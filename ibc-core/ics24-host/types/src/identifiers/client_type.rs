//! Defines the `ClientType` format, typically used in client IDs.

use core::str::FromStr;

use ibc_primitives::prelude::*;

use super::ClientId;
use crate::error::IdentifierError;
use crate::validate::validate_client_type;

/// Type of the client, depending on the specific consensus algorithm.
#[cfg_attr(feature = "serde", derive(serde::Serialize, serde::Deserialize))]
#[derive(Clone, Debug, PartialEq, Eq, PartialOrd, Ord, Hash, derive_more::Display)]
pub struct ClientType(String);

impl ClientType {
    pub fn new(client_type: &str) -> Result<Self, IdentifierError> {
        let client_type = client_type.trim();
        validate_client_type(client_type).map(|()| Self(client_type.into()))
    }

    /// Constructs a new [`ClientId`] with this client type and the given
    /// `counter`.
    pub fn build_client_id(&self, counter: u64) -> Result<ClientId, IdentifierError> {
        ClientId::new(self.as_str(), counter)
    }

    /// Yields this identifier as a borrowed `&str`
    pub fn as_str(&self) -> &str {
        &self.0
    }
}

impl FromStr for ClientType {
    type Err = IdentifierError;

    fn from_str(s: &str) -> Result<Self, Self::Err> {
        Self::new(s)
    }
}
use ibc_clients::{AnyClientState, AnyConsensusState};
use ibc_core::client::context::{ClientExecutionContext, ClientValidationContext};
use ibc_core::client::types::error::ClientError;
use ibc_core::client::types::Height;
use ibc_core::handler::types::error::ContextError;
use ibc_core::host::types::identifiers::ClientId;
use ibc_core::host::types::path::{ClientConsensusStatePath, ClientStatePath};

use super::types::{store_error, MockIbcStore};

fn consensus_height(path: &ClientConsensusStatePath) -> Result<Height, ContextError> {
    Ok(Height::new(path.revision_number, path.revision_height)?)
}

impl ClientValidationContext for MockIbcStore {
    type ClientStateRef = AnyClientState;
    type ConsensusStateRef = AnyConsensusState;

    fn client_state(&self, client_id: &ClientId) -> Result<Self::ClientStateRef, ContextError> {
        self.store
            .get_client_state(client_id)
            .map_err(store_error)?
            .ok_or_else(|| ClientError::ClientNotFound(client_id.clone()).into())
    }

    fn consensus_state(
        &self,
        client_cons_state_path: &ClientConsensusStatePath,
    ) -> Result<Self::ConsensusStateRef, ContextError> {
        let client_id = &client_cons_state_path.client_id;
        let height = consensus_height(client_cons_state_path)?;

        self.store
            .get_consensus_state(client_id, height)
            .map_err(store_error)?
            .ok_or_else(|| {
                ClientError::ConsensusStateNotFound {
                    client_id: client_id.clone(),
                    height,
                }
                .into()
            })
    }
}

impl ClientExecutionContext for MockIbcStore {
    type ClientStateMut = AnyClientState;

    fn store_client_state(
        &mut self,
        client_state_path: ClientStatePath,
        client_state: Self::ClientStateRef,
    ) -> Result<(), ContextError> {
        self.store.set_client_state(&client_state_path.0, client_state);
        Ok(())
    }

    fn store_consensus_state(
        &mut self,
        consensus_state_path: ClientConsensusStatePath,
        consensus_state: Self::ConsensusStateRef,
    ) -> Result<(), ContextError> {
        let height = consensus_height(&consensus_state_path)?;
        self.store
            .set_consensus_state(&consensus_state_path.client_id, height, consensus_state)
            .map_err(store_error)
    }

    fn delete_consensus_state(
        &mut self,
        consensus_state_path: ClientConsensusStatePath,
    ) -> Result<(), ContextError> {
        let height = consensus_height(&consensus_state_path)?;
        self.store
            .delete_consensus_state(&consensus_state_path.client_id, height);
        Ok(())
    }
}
________________
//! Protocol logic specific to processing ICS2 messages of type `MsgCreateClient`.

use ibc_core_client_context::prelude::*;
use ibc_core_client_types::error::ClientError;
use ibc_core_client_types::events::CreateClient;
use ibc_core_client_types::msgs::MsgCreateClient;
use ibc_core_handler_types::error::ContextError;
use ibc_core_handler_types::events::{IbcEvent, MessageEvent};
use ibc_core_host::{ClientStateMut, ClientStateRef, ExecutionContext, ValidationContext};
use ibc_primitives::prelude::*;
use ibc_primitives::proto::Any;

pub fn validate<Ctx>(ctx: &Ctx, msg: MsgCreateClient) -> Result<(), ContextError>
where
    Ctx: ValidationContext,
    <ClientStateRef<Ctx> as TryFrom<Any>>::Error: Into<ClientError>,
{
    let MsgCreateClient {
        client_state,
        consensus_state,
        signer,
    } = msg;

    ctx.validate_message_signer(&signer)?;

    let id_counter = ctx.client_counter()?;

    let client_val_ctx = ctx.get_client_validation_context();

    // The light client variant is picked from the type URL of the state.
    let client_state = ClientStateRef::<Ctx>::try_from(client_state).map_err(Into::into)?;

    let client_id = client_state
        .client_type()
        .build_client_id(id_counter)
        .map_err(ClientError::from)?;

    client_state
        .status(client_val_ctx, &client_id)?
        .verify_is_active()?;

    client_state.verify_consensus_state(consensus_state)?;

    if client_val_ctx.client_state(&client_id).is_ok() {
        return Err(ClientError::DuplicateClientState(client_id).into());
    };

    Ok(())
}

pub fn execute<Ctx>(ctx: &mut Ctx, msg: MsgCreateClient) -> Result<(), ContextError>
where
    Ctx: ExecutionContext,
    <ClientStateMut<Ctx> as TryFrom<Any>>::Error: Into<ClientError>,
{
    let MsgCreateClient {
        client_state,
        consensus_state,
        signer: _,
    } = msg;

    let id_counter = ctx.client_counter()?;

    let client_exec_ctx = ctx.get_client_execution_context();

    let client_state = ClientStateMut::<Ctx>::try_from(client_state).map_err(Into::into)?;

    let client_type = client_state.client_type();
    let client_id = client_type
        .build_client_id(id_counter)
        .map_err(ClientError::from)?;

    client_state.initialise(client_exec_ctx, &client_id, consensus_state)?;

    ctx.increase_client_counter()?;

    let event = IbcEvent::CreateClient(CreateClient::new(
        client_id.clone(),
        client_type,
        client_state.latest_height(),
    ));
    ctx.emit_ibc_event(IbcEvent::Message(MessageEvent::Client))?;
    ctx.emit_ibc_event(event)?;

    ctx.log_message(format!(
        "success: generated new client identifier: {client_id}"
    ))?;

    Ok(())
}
________________
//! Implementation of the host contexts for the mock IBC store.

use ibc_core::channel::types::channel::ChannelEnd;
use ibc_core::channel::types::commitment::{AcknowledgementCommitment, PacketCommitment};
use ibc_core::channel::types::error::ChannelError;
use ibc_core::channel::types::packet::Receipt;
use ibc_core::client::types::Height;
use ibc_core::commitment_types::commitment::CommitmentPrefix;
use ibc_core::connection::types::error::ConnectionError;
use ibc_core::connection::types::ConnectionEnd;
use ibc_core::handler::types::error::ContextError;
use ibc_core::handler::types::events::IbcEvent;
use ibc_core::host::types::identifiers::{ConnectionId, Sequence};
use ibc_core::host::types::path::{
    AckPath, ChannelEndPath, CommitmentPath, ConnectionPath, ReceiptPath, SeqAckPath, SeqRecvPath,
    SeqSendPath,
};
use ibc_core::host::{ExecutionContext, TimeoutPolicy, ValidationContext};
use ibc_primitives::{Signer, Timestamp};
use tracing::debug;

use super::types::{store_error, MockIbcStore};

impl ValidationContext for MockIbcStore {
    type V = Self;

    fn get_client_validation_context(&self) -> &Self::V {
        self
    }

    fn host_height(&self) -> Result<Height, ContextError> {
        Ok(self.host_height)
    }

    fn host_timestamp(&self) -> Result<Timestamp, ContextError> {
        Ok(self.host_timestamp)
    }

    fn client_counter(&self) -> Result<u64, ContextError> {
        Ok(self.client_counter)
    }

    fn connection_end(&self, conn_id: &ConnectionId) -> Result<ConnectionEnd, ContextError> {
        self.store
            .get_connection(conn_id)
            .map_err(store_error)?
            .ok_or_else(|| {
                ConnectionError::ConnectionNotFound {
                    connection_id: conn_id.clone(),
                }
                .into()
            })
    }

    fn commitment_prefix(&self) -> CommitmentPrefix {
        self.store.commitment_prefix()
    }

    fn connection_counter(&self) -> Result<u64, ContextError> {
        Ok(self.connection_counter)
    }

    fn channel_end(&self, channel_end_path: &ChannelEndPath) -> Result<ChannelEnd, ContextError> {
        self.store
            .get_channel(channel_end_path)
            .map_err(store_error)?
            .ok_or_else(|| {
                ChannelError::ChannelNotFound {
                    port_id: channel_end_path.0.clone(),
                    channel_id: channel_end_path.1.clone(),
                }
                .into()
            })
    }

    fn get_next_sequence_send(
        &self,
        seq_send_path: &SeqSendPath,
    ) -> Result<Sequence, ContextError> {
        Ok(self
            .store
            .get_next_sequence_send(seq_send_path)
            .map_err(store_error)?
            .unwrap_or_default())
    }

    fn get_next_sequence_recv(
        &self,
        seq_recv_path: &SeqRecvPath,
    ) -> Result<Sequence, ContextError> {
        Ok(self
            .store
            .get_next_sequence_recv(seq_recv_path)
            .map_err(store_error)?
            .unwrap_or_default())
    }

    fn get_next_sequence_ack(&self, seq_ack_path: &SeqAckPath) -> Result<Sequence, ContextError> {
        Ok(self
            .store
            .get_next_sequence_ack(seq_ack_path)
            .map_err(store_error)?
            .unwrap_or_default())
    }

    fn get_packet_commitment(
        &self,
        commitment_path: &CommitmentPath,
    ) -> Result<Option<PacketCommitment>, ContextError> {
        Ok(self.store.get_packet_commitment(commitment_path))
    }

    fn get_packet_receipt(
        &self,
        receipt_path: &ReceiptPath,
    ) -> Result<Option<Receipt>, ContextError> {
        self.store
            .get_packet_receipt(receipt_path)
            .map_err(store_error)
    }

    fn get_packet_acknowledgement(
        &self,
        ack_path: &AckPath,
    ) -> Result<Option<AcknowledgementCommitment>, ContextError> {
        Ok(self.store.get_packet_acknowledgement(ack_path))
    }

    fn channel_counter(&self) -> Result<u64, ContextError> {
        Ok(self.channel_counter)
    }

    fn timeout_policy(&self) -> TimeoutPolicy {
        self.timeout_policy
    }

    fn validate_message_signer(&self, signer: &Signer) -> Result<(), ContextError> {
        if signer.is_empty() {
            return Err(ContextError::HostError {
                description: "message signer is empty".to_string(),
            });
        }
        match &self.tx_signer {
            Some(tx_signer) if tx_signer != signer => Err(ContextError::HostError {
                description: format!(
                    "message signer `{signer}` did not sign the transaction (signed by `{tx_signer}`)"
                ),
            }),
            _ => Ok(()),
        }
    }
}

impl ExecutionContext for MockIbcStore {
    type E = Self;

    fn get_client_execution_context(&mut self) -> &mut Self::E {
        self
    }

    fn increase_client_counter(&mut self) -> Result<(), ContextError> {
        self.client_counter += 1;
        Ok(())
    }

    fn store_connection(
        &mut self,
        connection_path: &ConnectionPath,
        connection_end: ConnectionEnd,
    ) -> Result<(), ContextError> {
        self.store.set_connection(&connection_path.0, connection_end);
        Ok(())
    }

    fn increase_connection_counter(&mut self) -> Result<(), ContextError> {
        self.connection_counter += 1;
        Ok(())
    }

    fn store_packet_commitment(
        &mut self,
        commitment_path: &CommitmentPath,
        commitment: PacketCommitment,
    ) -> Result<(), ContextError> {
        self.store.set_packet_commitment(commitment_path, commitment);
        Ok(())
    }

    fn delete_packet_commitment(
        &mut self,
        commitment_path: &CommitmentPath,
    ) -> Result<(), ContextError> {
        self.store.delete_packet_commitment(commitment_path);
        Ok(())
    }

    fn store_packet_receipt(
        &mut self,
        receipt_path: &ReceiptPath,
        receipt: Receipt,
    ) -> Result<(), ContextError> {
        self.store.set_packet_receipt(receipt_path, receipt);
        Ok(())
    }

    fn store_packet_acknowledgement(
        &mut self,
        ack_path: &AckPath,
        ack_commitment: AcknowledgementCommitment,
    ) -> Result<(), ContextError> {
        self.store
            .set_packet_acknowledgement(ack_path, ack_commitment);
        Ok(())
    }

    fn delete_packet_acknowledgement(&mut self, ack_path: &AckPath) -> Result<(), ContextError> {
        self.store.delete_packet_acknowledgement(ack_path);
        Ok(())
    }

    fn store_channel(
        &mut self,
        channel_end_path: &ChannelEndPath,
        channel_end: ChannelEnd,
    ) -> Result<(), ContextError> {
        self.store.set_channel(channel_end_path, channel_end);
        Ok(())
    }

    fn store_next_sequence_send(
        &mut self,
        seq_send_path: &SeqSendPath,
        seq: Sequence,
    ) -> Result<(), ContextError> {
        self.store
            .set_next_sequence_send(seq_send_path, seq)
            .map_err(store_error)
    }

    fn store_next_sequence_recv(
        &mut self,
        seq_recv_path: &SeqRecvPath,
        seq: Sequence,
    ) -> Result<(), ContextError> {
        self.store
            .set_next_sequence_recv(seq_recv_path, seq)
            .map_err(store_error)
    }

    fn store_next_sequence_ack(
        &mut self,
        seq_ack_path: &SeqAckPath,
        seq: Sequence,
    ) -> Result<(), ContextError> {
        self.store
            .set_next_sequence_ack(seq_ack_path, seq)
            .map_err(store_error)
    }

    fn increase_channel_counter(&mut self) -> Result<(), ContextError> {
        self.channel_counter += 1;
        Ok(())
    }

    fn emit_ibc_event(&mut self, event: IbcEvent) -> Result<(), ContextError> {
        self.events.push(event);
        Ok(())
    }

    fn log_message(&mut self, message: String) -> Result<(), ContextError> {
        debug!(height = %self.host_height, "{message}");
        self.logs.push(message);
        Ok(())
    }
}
________________
## Exercise:
Your answer should be the lines of the records that include the word "ChannelError".

## Problem solution:
use ibc_core::channel::types::error::ChannelError;
                ChannelError::ChannelNotFound {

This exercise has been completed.